Effect of training-sample size and classification difficulty on the accuracy of genomic predictors

Vlad Popovici¹ , Weijie Chen² , Brandon G Gallas² , Christos Hatzis³ , Weiwei Shi⁴ , Frank W Samuelson² , Yuri Nikolsky⁴ , Marina Tsyganova⁵ , Alex Ishkin⁵ , Tatiana Nikolskaya^4,5 , Kenneth R Hess⁶ , Vicente Valero⁷ , Daniel Booser⁷ , Mauro Delorenzi^1,8 , Gabriel N Hortobagyi⁷ , Leming Shi⁹ , W Fraser Symmans¹⁰ and Lajos Pusztai⁷

¹  Bioinformatics Core Facility, Swiss Institute of Bioinformatics, Génopode Building, Quartier Sorge, Lausanne CH-1015, Switzerland

²  Center for Devices and Radiological Health, US Food and Drug Administration, 10903 New Hampshire Ave WO62-3124, Silver Springs, MD 20993-0002, USA

³  Nuvera Biosciences, 400 West Cummings Park, Woburn, MA 01801, USA

⁴  GeneGo, Inc., 500 Renaissance Drive, St.

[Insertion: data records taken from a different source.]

use chrono::{DateTime, SecondsFormat, Utc};
use serde::{Deserialize, Serialize};
use std::fmt;
use std::str::FromStr;
use uuid::Uuid;

use crate::error::VoteError;

#[derive(Debug, Clone, Serialize, Deserialize)]
pub struct Poll {
    pub id: String,
    pub community_model_id: String,
    pub title: String,
    pub max_votes_per_participant: Option<i64>,
    pub created_at: DateTime<Utc>,
}

#[derive(Debug, Clone, Serialize, Deserialize)]
pub struct Participant {
    pub id: String,
    pub created_at: DateTime<Utc>,
}

#[derive(Debug, Clone, Serialize, Deserialize)]
pub struct Statement {
    pub id: String,
    pub poll_id: String,
    pub text: String,
    pub agree_count: i64,
    pub disagree_count: i64,
    pub pass_count: i64,
    pub gac_score: Option<f64>,
    pub is_constitutionable: bool,
    pub last_calculated_at: Option<DateTime<Utc>>,
    /// Ledger revision the current score was computed from.
    pub scored_revision: Option<i64>,
    pub deleted: bool,
    pub created_at: DateTime<Utc>,
}

#[derive(Debug, Clone, Copy, PartialEq, Eq, Hash, Serialize, Deserialize)]
#[serde(rename_all = "SCREAMING_SNAKE_CASE")]
pub enum VoteValue {
    Agree,
    Disagree,
    Pass,
}

#[derive(Debug, Clone, Serialize, Deserialize)]
pub struct Vote {
    pub id: String,
    pub participant_id: String,
    pub statement_id: String,
    pub value: VoteValue,
    pub created_at: DateTime<Utc>,
    pub updated_at: DateTime<Utc>,
    /// Ledger revision of the last write to this row.
    pub revision: i64,
}

/// One poll's live statements and votes, read in a single transaction.
#[derive(Debug, Clone, Default)]
pub struct PollSnapshot {
    pub statements: Vec<Statement>,
    pub votes: Vec<Vote>,
    /// Every vote with a higher revision committed after this read.
    pub revision: i64,
}

/// When a score was computed and which ledger state it reflects.
#[derive(Debug, Clone, Copy, PartialEq)]
pub struct ScoreStamp {
    pub as_of: DateTime<Utc>,
    pub revision: i64,
}

/// Live counters shown next to a statement.
#[derive(Debug, Clone, Copy, Default, PartialEq, Eq, Serialize, Deserialize)]
pub struct StatementTally {
    pub agree: i64,
    pub disagree: i64,
    pub pass: i64,
}

/// Signed adjustment applied to a statement's three counters.
#[derive(Debug, Clone, Copy, Default, PartialEq, Eq)]
pub struct CounterDelta {
    pub agree: i64,
    pub disagree: i64,
    pub pass: i64,
}

/// Score computed for one statement during a batch run.
#[derive(Debug, Clone, PartialEq)]
pub struct ScoredStatement {
    pub statement_id: String,
    pub score: f64,
    pub constitutionable: bool,
}

/// Result of writing one score back to storage.
#[derive(Debug, Clone, PartialEq)]
pub struct ScoreWrite {
    pub statement_id: String,
    pub previous_score: Option<f64>,
    pub previous_constitutionable: bool,
    pub new_score: f64,
    pub constitutionable: bool,
    /// False when the stored score already reflects a later ledger revision.
    pub applied: bool,
}

/// How a vote write changed the ledger.
#[derive(Debug, Clone, Copy, PartialEq, Eq)]
pub enum VoteOutcome {
    Created,
    Updated { previous: VoteValue },
    Unchanged,
}

#[derive(Debug, Clone, PartialEq)]
pub struct VoteReceipt {
    pub vote_id: String,
    pub outcome: VoteOutcome,
    pub tally: StatementTally,
}

impl VoteValue {
    pub const ALL: [VoteValue; 3] = [VoteValue::Agree, VoteValue::Disagree, VoteValue::Pass];

    pub fn as_str(&self) -> &'static str {
        match self {
            VoteValue::Agree => "AGREE",
            VoteValue::Disagree => "DISAGREE",
            VoteValue::Pass => "PASS",
        }
    }

    /// Matrix encoding: agree +1, disagree -1, pass 0.
    pub fn weight(&self) -> f64 {
        match self {
            VoteValue::Agree => 1.0,
            VoteValue::Disagree => -1.0,
            VoteValue::Pass => 0.0,
        }
    }
}

impl fmt::Display for VoteValue {
    fn fmt(&self, f: &mut fmt::Formatter<'_>) -> fmt::Result {
        f.write_str(self.as_str())
    }
}

impl FromStr for VoteValue {
    type Err = VoteError;

    fn from_str(s: &str) -> Result<Self, Self::Err> {
        match s.trim().to_ascii_uppercase().as_str() {
            "AGREE" => Ok(VoteValue::Agree),
            "DISAGREE" => Ok(VoteValue::Disagree),
            "PASS" => Ok(VoteValue::Pass),
            _ => Err(VoteError::InvalidValue(s.to_string())),
        }
    }
}

impl CounterDelta {
    /// Delta for moving a vote from `previous` (or nothing) to `next`.
    pub fn for_change(previous: Option<VoteValue>, next: VoteValue) -> Self {
        let mut delta = CounterDelta::default();
        if previous == Some(next) {
            return delta;
        }
        if let Some(old) = previous {
            *delta.slot(old) -= 1;
        }
        *delta.slot(next) += 1;
        delta
    }

    pub fn is_zero(&self) -> bool {
        self.agree == 0 && self.disagree == 0 && self.pass == 0
    }

    fn slot(&mut self, value: VoteValue) -> &mut i64 {
        match value {
            VoteValue::Agree => &mut self.agree,
            VoteValue::Disagree => &mut self.disagree,
            VoteValue::Pass => &mut self.pass,
        }
    }
}

impl Poll {
    pub fn new(community_model_id: String, title: String, max_votes_per_participant: Option<i64>) -> Self {
        Self {
            id: Uuid::new_v4().to_string(),
            community_model_id,
            title,
            max_votes_per_participant,
            created_at: Utc::now(),
        }
    }
}

impl Statement {
    pub fn new(poll_id: String, text: String) -> Self {
        Self {
            id: Uuid::new_v4().to_string(),
            poll_id,
            text,
            agree_count: 0,
            disagree_count: 0,
            pass_count: 0,
            gac_score: None,
            is_constitutionable: false,
            last_calculated_at: None,
            scored_revision: None,
            deleted: false,
            created_at: Utc::now(),
        }
    }

    pub fn tally(&self) -> StatementTally {
        StatementTally {
            agree: self.agree_count,
            disagree: self.disagree_count,
            pass: self.pass_count,
        }
    }
}

/// Fixed-width RFC 3339 so stored timestamps sort lexically.
pub fn format_timestamp(at: DateTime<Utc>) -> String {
    at.to_rfc3339_opts(SecondsFormat::Micros, true)
}

pub fn parse_timestamp(raw: &str) -> Result<DateTime<Utc>, chrono::ParseError> {
    DateTime::parse_from_rfc3339(raw).map(|dt| dt.with_timezone(&Utc))
}

#[cfg(test)]
mod tests {
    use super::*;

    #[test]
    fn parses_vote_values_case_insensitively() {
        assert_eq!("agree".parse::<VoteValue>().unwrap(), VoteValue::Agree);
        assert_eq!("DISAGREE".parse::<VoteValue>().unwrap(), VoteValue::Disagree);
        assert_eq!(" Pass ".parse::<VoteValue>().unwrap(), VoteValue::Pass);
        assert!(matches!("maybe".parse::<VoteValue>(), Err(VoteError::InvalidValue(v)) if v == "maybe"));
    }

    #[test]
    fn delta_for_first_vote_increments_only() {
        let delta = CounterDelta::for_change(None, VoteValue::Pass);
        assert_eq!(delta, CounterDelta { agree: 0, disagree: 0, pass: 1 });
    }

    #[test]
    fn delta_for_revote_moves_one_count() {
        let delta = CounterDelta::for_change(Some(VoteValue::Agree), VoteValue::Disagree);
        assert_eq!(delta, CounterDelta { agree: -1, disagree: 1, pass: 0 });
    }

    #[test]
    fn delta_for_same_value_is_zero() {
        for value in VoteValue::ALL {
            assert!(CounterDelta::for_change(Some(value), value).is_zero());
        }
    }

    #[test]
    fn timestamps_sort_lexically() {
        let early = parse_timestamp("2024-01-01T10:00:00Z").unwrap();
        let late = early + chrono::Duration::milliseconds(1500);
        assert!(format_timestamp(early) < format_timestamp(late));
        assert_eq!(parse_timestamp(&format_timestamp(late)).unwrap(), late);
    }
}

Joseph, MI 49085, USA

⁵  Department of Systems Biology, Vavilov Institute for General Genetics, Russian Academy of Sciences, Gubkina str. 3 korp. 1, Moscow 119333, Russia

⁶  Department of Biostatistics, P.O. Box 301439, Houston, TX 77230-1439, USA

⁷  Department of Breast Medical Oncology, P.O. Box 301439, Houston, TX 77230-1439, USA

⁸  Swiss NCCR Molecular Oncology, Swiss Institute for Experimental Cancer Research (ISREC), School of Life Sciences, Ecole Polytechnique Fédérale de Lausanne, Lausanne CH-1015, Switzerland

⁹  National Center for Toxicological Research, US Food and Drug Administration, Jefferson, AR 72079, USA

¹⁰  Department of Pathology of the University of Texas M. D. Anderson Cancer Center, P.O. Box 301439, Houston, TX 77230-1439, USA

author email corresponding author email

Breast Cancer Research 2010, 12:R5doi:10.1186/bcr2468

Published:	11 January 2010

Abstract

Introduction

As part of the MicroArray Quality Control (MAQC)-II project, this analysis examines how the choice of univariate feature-selection methods and classification algorithms may influence the performance of genomic predictors under varying degrees of prediction difficulty represented by three clinically relevant endpoints.

Methods

We used gene-expression data from 230 breast cancers (grouped into training and independent validation sets), and we examined 40 predictors (five univariate feature-selection methods combined with eight different classifiers) for each of the three endpoints. Their classification performance was estimated on the training set by using two different resampling methods and compared with the accuracy observed in the independent validation set.

Results

A ranking of the three classification problems was obtained, and the performance of 120 models was estimated and assessed on an independent validation set. The bootstrapping estimates were closer to the validation performance than were the cross-validation estimates. The required sample size for each endpoint was estimated, and both gene-level and pathway-level analyses were performed on the obtained models.

Conclusions

We showed that genomic predictor accuracy is determined largely by an interplay between sample size and classification difficulty. Variations on univariate feature-selection methods and choice of classification algorithm have only a modest impact on predictor performance, and several statistically equally good predictors can be developed for any given classification problem.